Amen, Dr. Essig, well put.

Northwestern Researchers Develop RT-qPCR Assay for Depression Biomarkers, Seek Industry Partners

One has to ask why would these mental health professionals disseminate such misleading, premature, and potentially harmful claims? In part, because it is just quite fashionable and newsworthy to claim progress in an objective blood test for depression. Indeed, Thomas Insel, the director of NIMH is now insisting that even grant applications for psychotherapy research include examining potential biomarkers. Even in the absence of much in the way of promising, clinically useful biomarker candidates, there are points to be scored in grant applications that cite pilot work moving in that direction, regardless of how unjustified the claims are. As John Ioannidis has pointed out, fashionable areas of research are often characterized by more hype and false discoveries than actual progress.

However, comments in one article clearly show that these authors are interested in the commercial potential of their wild claims.

Now, the group is looking to develop this test into a commercial product, and seeking investment and partners, Redei said.
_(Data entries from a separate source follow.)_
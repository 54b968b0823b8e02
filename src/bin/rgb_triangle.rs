//! Interactive console front-end for the triangle rasterizer.
//!
//! Reads commands from stdin, mutates a single canvas, and writes BMP files
//! on request. All the actual work happens in the library; this is glue.

use std::io::{self, BufRead, Write};
use std::path::Path;
use std::process::ExitCode;

use rgb_triangle::{bmp, render_triangle, Canvas, Rgb8, Triangle, Vertex};

const DEFAULT_WIDTH: i32 = 256;
const DEFAULT_HEIGHT: i32 = 256;
const DEFAULT_FILENAME: &str = "result.bmp";

fn print_help() {
    println!("[Interactive RGB triangle drawing]");
    println!("Use one of the following commands:");
    println!("  help             prints this message");
    println!("  draw vertices    draws specified triangle on the bitmap");
    println!("                    the format of vertices is straightforward:");
    println!("                    x1 y1 color1 x2 y2 color2 x3 y3 color3");
    println!("  clear [color]    clears the bitmap (the default color is white)");
    println!("  save [filename]  saves the bitmap to a file");
    println!("  kill             quits the program without saving");
    println!("  quit             quits the program saving bitmap to the default location");
    println!();
    println!("Supported color formats:");
    println!("  #rrggbb          (hexadecimal, 00-ff each)");
    println!("  red green blue   (decimal, 0-255 each)");
    println!();
    println!("Examples:");
    println!("  draw 15 5 #000000 5 10 #000000 25 15 #000000");
    println!("  clear 255 0 0");
    println!("  save triangle.bmp");
    println!();
}

/// Parse three vertices from a `draw` command tail. Each vertex is
/// `x y #rrggbb` or `x y r g b`.
fn parse_vertices(rest: &str) -> Option<[Vertex; 3]> {
    let tokens: Vec<&str> = rest.split_whitespace().collect();
    let mut out = [Vertex::new(0, 0, Rgb8::BLACK); 3];
    let mut i = 0;
    for vertex in out.iter_mut() {
        let x: i32 = tokens.get(i)?.parse().ok()?;
        let y: i32 = tokens.get(i + 1)?.parse().ok()?;
        i += 2;
        let color: Rgb8 = if tokens.get(i)?.starts_with('#') {
            let c = tokens[i].parse().ok()?;
            i += 1;
            c
        } else {
            let joined = format!(
                "{} {} {}",
                tokens.get(i)?,
                tokens.get(i + 1)?,
                tokens.get(i + 2)?
            );
            i += 3;
            joined.parse().ok()?
        };
        *vertex = Vertex::new(x, y, color);
    }
    if i == tokens.len() {
        Some(out)
    } else {
        None
    }
}

fn main() -> ExitCode {
    env_logger::init();

    let args: Vec<String> = std::env::args().skip(1).collect();
    let mut filename = DEFAULT_FILENAME.to_string();
    let mut width = DEFAULT_WIDTH;
    let mut height = DEFAULT_HEIGHT;
    match args.len() {
        0 => {}
        1 => filename = args[0].clone(),
        3 => {
            filename = args[0].clone();
            match (args[1].parse(), args[2].parse()) {
                (Ok(w), Ok(h)) => {
                    width = w;
                    height = h;
                }
                _ => {
                    eprintln!("Bitmap width and height must be integers");
                    return ExitCode::FAILURE;
                }
            }
        }
        _ => {
            eprintln!("Usage: rgb_triangle [output_filename [bitmap_width bitmap_height]]");
            return ExitCode::FAILURE;
        }
    }

    println!("Settings:");
    println!("  default output filename: {}", filename);
    println!("  bitmap size: {}x{}", width, height);
    println!();
    print_help();

    let mut canvas = match Canvas::new(width, height) {
        Ok(c) => c,
        Err(e) => {
            eprintln!("{}", e);
            return ExitCode::FAILURE;
        }
    };
    canvas.clear(Rgb8::WHITE);

    let stdin = io::stdin();
    let mut line = String::new();
    loop {
        print!(">");
        let _ = io::stdout().flush();
        line.clear();
        match stdin.lock().read_line(&mut line) {
            Ok(0) => break, // EOF
            Ok(_) => {}
            Err(e) => {
                eprintln!("{}", e);
                break;
            }
        }

        let input = line.trim();
        let (command, rest) = match input.split_once(char::is_whitespace) {
            Some((cmd, rest)) => (cmd, rest.trim()),
            None => (input, ""),
        };
        match command {
            "help" => print_help(),
            "draw" => match parse_vertices(rest) {
                Some([a, b, c]) => render_triangle(&mut canvas, &Triangle::new(a, b, c)),
                None => println!("Incorrect vertex format!"),
            },
            "clear" => {
                if rest.is_empty() {
                    canvas.clear(Rgb8::WHITE);
                } else {
                    match rest.parse() {
                        Ok(color) => canvas.clear(color),
                        Err(_) => println!("Incorrect color format!"),
                    }
                }
            }
            "save" => {
                let target = if rest.is_empty() { filename.as_str() } else { rest };
                match bmp::save(&canvas, Path::new(target)) {
                    Ok(()) => println!("Bitmap saved successfully!"),
                    Err(e) => println!("Error saving bitmap! ({})", e),
                }
            }
            "kill" => break,
            "quit" => match bmp::save(&canvas, Path::new(&filename)) {
                Ok(()) => {
                    println!("Bitmap saved successfully!");
                    break;
                }
                Err(e) => println!("Error saving bitmap! ({})", e),
            },
            _ => println!("Incorrect command!"),
        }
    }

    ExitCode::SUCCESS
}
“The goal is to partner to move this as far as possible into the clinic,” Redei said. “There are [other assays] coming behind it, so I would like to focus on [those] … but then this one can move on. For that, I absolutely need partners [and] money, that’s the bottom line,” she said.

Redei envisions developing this assay into a US Food and Drug Administration-approved diagnostic, rather than a laboratory-developed test. “If it’s FDA approved, then any laboratory can do it,” she said.

“I hope it is going to result in licensing, investing, or any other way that moves it forward,” she said. “If it only exists as a paper in my drawer, what good does it do?”